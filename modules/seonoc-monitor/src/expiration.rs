//! Expiration engine: daily pass over every domain with a known expiration
//! date, threshold alerting at {30, 14, 7, 3, 1, 0} days and every day once
//! expired.

use std::sync::atomic::{AtomicBool, Ordering};
use std::sync::Arc;
use std::time::Duration as StdDuration;

use chrono::{Duration, Utc};
use tracing::{info, warn};

use seonoc_common::settings::{MonitoringConfig, KEY_MONITORING_CONFIG};
use seonoc_common::throttle::{throttle_key, Throttle};
use seonoc_common::types::{AssetDomain, EventType, Severity};
use seonoc_graph::enrich_domain;
use seonoc_notify::NotificationRouter;
use seonoc_store::StoreClient;

use crate::alerts;
use crate::context::{alert_email_html, monitoring_context, seo_maps};
use crate::worker::sleep_with_cancel;

const WAKE_INTERVAL_SECS: u64 = 3600;
const STATE_KEY: &str = "expiration_daily";

pub struct ExpirationWorker {
    store: StoreClient,
    router: Arc<NotificationRouter>,
    throttle: Arc<Throttle>,
    running: Arc<AtomicBool>,
}

impl ExpirationWorker {
    pub fn new(
        store: StoreClient,
        router: Arc<NotificationRouter>,
        throttle: Arc<Throttle>,
        running: Arc<AtomicBool>,
    ) -> Self {
        Self {
            store,
            router,
            throttle,
            running,
        }
    }

    pub fn spawn(self) -> tokio::task::JoinHandle<()> {
        tokio::spawn(async move { self.run().await })
    }

    /// Hourly wake-ups; effective work gated to once per calendar day.
    /// The first wake-up after startup runs immediately (per-domain dedup
    /// keeps that from double-alerting).
    pub async fn run(self) {
        info!("Expiration worker started");
        while self.running.load(Ordering::Relaxed) {
            match self.due_today().await {
                Ok(true) => match self.run_pass().await {
                    Ok(alerts) => {
                        if alerts > 0 {
                            info!(alerts, "Expiration pass complete");
                        }
                        if let Err(e) = self
                            .store
                            .scheduler_state()
                            .mark_run(STATE_KEY, Utc::now())
                            .await
                        {
                            warn!(error = %e, "Failed to mark expiration run");
                        }
                    }
                    Err(e) => warn!(error = %e, "Expiration pass failed"),
                },
                Ok(false) => {}
                Err(e) => warn!(error = %e, "Failed to read expiration scheduler state"),
            }
            if !sleep_with_cancel(&self.running, StdDuration::from_secs(WAKE_INTERVAL_SECS)).await
            {
                break;
            }
        }
        info!("Expiration worker stopped");
    }

    async fn due_today(&self) -> anyhow::Result<bool> {
        let last = self.store.scheduler_state().last_run(STATE_KEY).await?;
        Ok(match last {
            Some(at) => at.date_naive() < Utc::now().date_naive(),
            None => true,
        })
    }

    pub async fn run_pass(&self) -> anyhow::Result<usize> {
        let config: MonitoringConfig = self.store.settings().get(KEY_MONITORING_CONFIG).await?;
        let domains = self
            .store
            .domains()
            .find_with_expiration(config.exclude_auto_renew)
            .await?;
        if domains.is_empty() {
            return Ok(0);
        }

        let (entries, names) = seo_maps(&self.store).await?;
        let today = Utc::now().date_naive();
        let mut alerts_sent = 0;

        for domain in domains {
            let Some(expiration) = domain.expiration_date else { continue };
            let days_remaining = (expiration.date_naive() - today).num_days();

            if !should_alert(days_remaining, &config.expiration_thresholds) {
                continue;
            }
            if !self.throttle.allow(
                &expiry_dedup_key(&domain.domain_name, days_remaining),
                Duration::hours(24),
            ) {
                continue;
            }

            let ctx = enrich_domain(&domain.id, &entries, &names);
            let severity = expiration_severity(days_remaining, ctx.used_in_seo, ctx.severity);

            let context = monitoring_context(
                &self.store,
                &domain,
                &ctx,
                severity,
                &entries,
                &names,
                Some(days_remaining),
                None,
            )
            .await?;
            self.router
                .send_monitoring_event(EventType::DomainExpiration, &context)
                .await;
            self.router
                .send_admin_email(
                    &alerts::email_subject("Domain Expiring", &domain.domain_name, severity),
                    &alert_email_html(
                        "Domain Expiring",
                        &domain.domain_name,
                        severity,
                        &format!("{days_remaining} day(s) remaining"),
                    ),
                    Some(severity),
                )
                .await;
            alerts_sent += 1;
        }
        Ok(alerts_sent)
    }
}

/// Alert at the configured thresholds and every day once expired.
pub fn should_alert(days_remaining: i64, thresholds: &[i64]) -> bool {
    days_remaining < 0 || thresholds.contains(&days_remaining)
}

/// Dedup key: per threshold when far out, per domain per day inside the
/// final week.
pub fn expiry_dedup_key(domain_name: &str, days_remaining: i64) -> String {
    if days_remaining >= 7 {
        throttle_key("expire", &format!("{domain_name}:{days_remaining}"))
    } else {
        throttle_key("expire", domain_name)
    }
}

/// CRITICAL when expired or nearly so with SEO impact; otherwise the base
/// enricher severity elevated by the days-remaining band.
pub fn expiration_severity(days_remaining: i64, used_in_seo: bool, base: Severity) -> Severity {
    if days_remaining <= 3 && used_in_seo {
        return Severity::Critical;
    }
    if days_remaining <= 7 {
        return base.max(Severity::High);
    }
    if days_remaining <= 14 {
        return base.max(Severity::Medium);
    }
    base
}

━━━━━━━━

• **YOUR OBJECTIVE**
Using the material, show each line where the string "match" can be found.

• **EXERCISE SOLUTION**
            match self.due_today().await {
                Ok(true) => match self.run_pass().await {
        Ok(match last {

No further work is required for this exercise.